§ **TASK GOAL**
Within the listing below, locate all lines containing the word "filename". Copy each one.

§ **INFORMATION SHOWN**
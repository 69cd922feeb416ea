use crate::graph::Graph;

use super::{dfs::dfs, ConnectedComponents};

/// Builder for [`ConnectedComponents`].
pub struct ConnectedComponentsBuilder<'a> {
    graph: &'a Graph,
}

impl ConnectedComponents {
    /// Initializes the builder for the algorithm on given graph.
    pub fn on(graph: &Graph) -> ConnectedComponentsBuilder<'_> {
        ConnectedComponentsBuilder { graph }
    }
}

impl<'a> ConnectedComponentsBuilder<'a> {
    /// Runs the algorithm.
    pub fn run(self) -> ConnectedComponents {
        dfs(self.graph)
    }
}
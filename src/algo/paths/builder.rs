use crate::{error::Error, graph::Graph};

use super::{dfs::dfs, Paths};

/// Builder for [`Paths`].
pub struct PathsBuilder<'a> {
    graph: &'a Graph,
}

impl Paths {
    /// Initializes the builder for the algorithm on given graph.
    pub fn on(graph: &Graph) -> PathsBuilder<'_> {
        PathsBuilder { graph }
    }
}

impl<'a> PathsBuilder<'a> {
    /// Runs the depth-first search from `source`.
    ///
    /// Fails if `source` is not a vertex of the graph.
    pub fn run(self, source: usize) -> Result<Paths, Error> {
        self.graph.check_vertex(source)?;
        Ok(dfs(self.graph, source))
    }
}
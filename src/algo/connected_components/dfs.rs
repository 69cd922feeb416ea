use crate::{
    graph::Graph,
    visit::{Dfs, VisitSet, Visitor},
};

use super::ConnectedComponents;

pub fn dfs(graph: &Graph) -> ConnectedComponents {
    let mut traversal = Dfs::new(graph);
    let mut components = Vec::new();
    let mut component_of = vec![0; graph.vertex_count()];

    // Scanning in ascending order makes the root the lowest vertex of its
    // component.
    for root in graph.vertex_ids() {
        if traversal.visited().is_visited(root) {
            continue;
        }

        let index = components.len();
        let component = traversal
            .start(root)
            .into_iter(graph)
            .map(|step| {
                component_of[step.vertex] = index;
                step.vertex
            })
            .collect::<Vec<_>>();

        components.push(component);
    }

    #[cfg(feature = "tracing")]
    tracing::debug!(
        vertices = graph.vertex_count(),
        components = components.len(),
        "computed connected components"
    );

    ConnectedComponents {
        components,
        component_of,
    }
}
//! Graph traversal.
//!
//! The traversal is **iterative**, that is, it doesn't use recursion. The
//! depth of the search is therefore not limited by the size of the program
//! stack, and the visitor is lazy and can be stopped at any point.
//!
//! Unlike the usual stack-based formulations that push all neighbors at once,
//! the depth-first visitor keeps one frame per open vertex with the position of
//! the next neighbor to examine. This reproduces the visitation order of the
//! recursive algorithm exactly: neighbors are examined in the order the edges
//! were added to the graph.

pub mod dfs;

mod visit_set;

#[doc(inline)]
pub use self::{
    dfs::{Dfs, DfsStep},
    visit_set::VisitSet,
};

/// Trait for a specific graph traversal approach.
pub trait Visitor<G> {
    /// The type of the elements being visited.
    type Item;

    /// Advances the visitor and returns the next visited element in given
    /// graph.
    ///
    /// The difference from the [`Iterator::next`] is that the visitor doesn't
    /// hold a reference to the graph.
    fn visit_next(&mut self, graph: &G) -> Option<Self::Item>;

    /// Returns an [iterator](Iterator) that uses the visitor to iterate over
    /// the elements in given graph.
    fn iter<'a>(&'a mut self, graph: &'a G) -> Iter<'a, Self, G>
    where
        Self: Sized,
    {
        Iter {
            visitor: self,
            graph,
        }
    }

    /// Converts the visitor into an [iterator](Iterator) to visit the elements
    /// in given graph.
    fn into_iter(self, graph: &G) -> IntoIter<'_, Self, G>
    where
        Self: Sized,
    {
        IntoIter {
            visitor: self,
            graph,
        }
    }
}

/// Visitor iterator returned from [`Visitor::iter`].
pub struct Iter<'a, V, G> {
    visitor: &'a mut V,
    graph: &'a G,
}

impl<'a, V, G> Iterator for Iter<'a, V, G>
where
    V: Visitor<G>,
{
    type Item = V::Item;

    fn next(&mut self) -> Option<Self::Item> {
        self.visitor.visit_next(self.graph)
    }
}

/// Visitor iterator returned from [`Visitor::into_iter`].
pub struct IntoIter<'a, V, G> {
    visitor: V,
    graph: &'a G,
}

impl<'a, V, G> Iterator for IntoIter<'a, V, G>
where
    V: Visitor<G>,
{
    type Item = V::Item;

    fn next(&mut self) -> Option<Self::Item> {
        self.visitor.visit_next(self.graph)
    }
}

§ **FINISHED TASK**
filename src/algo/paths/builder.rs
filename src/algo/connected_components/dfs.rs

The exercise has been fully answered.